### Records for this task

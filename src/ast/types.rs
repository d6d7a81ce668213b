//! Datatypes, declarations, and the struct registry.

use std::fmt;

/// Variable modifier bits. Modifiers are carried on [`Datatype`] but are
/// **not** part of type equality ([`Datatype::identical_to`]) — two
/// declarations with the same base and pointer level are compatible
/// regardless of `const`/`volatile`/signedness.
#[derive(Debug, Clone, Copy, PartialEq, Eq, Default)]
pub struct Modifiers(u8);

impl Modifiers {
    pub const CONST: Modifiers = Modifiers(0x1);
    pub const VOLATILE: Modifiers = Modifiers(0x2);
    pub const UNSIGNED: Modifiers = Modifiers(0x4);
    pub const SIGNED: Modifiers = Modifiers(0x8);
    pub const STATIC: Modifiers = Modifiers(0x10);

    pub fn empty() -> Self {
        Modifiers(0)
    }

    pub fn insert(&mut self, other: Modifiers) {
        self.0 |= other.0;
    }

    pub fn contains(&self, other: Modifiers) -> bool {
        self.0 & other.0 == other.0
    }
}

/// The base (non-pointer, non-modifier) shape of a type.
///
/// `Null` and `Notype` are reserved variants: they round out the data model
/// but are never produced or consumed by the code generator.
#[derive(Debug, Clone, PartialEq, Eq)]
pub enum Base {
    Int,
    Byte,
    Float,
    String,
    Struct(String),
    Null,
    Notype,
}

impl fmt::Display for Base {
    fn fmt(&self, f: &mut fmt::Formatter<'_>) -> fmt::Result {
        match self {
            Base::Int => write!(f, "int"),
            Base::Byte => write!(f, "byte"),
            Base::Float => write!(f, "float"),
            Base::String => write!(f, "string"),
            Base::Struct(name) => write!(f, "{name}"),
            Base::Null => write!(f, "null"),
            Base::Notype => write!(f, "notype"),
        }
    }
}

/// `{ base, ptr_level, modifiers }`.
#[derive(Debug, Clone, PartialEq, Eq)]
pub struct Datatype {
    pub base: Base,
    pub ptr_level: u32,
    pub modifiers: Modifiers,
}

impl Datatype {
    pub fn new(base: Base, ptr_level: u32) -> Self {
        Datatype {
            base,
            ptr_level,
            modifiers: Modifiers::empty(),
        }
    }

    pub fn is_pointer(&self) -> bool {
        self.ptr_level > 0
    }

    pub fn is_struct_value(&self) -> bool {
        matches!(self.base, Base::Struct(_)) && self.ptr_level == 0
    }

    pub fn struct_name(&self) -> Option<&str> {
        match &self.base {
            Base::Struct(name) => Some(name.as_str()),
            _ => None,
        }
    }

    /// One level of pointer indirection removed, e.g. for `^` deref or
    /// stripping the handle around a by-value struct reference.
    pub fn pointee(&self) -> Datatype {
        Datatype {
            base: self.base.clone(),
            ptr_level: self.ptr_level.saturating_sub(1),
            modifiers: self.modifiers,
        }
    }

    pub fn addr_of(&self) -> Datatype {
        Datatype {
            base: self.base.clone(),
            ptr_level: self.ptr_level + 1,
            modifiers: self.modifiers,
        }
    }

    /// Type equality for the purposes of assignment/argument/return
    /// checking: bases equal, `ptr_level` equal, struct names equal
    /// when the base is `Struct`; modifiers play no part (see Open
    /// Questions). `Int`/`Byte` are mutually compatible, and any pointer is
    /// compatible with `Int` for arithmetic purposes — those two special
    /// cases are intentionally *not* folded into this strict equality and
    /// are instead handled at each call site that needs them (coercion
    /// insertion, pointer-arithmetic scaling) since they are directional,
    /// not symmetric type-identity claims.
    pub fn identical_to(&self, other: &Datatype) -> bool {
        self.ptr_level == other.ptr_level && self.base == other.base
    }

    pub fn is_float(&self) -> bool {
        matches!(self.base, Base::Float) && self.ptr_level == 0
    }

    pub fn is_int_like(&self) -> bool {
        matches!(self.base, Base::Int | Base::Byte) && self.ptr_level == 0
    }
}

/// A variable or struct field. `slot` is a stack offset within the
/// owning function frame, or a field index within the owning struct
/// (multiplied by 8 bytes per slot when emitted as `icinc`).
#[derive(Debug, Clone, PartialEq)]
pub struct Decl {
    pub name: String,
    pub datatype: Datatype,
    pub slot: u32,
}

/// A user-defined struct. The registry holds at most one entry per
/// name; an incomplete forward declaration is patched in place when its
/// full body is parsed.
#[derive(Debug, Clone)]
pub struct StructDef {
    pub name: String,
    pub complete: bool,
    pub size: u32,
    pub fields: Vec<Decl>,
}

impl StructDef {
    pub fn field(&self, name: &str) -> Option<&Decl> {
        self.fields.iter().find(|f| f.name == name)
    }
}

/// The struct registry built by the parser and read by the code generator.
#[derive(Debug, Clone, Default)]
pub struct StructTable {
    structs: Vec<StructDef>,
}

impl StructTable {
    pub fn get(&self, name: &str) -> Option<&StructDef> {
        self.structs.iter().find(|s| s.name == name)
    }

    pub fn get_mut(&mut self, name: &str) -> Option<&mut StructDef> {
        self.structs.iter_mut().find(|s| s.name == name)
    }

    pub fn contains(&self, name: &str) -> bool {
        self.get(name).is_some()
    }

    pub fn insert(&mut self, def: StructDef) {
        self.structs.push(def);
    }

    pub fn iter(&self) -> impl Iterator<Item = &StructDef> {
        self.structs.iter()
    }
}

/// 8 bytes per stack-machine slot.
pub const SLOT_BYTES: u32 = 8;

/// Number of slots a value of `datatype` occupies when held as a local or
/// struct field: 1 for any pointer or primitive, `struct.size` for a
/// by-value struct.
pub fn slot_size(datatype: &Datatype, structs: &StructTable) -> u32 {
    if datatype.is_struct_value() {
        let name = datatype.struct_name().expect("struct_value implies Struct base");
        structs.get(name).map(|s| s.size).unwrap_or(0)
    } else {
        1
    }
}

######

**Task instructions:** Your response should be the lines above from the first to the one containing "pub const VOLATILE: Modifiers", inclusive, each given exactly.

**Written response:**
filename src/ast/types.rs
repository d6d7a81ce668213b
//! Datatypes, declarations, and the struct registry.

use std::fmt;

/// Variable modifier bits. Modifiers are carried on [`Datatype`] but are
/// **not** part of type equality ([`Datatype::identical_to`]) — two
/// declarations with the same base and pointer level are compatible
/// regardless of `const`/`volatile`/signedness.
#[derive(Debug, Clone, Copy, PartialEq, Eq, Default)]
pub struct Modifiers(u8);

impl Modifiers {
    pub const CONST: Modifiers = Modifiers(0x1);
    pub const VOLATILE: Modifiers = Modifiers(0x2);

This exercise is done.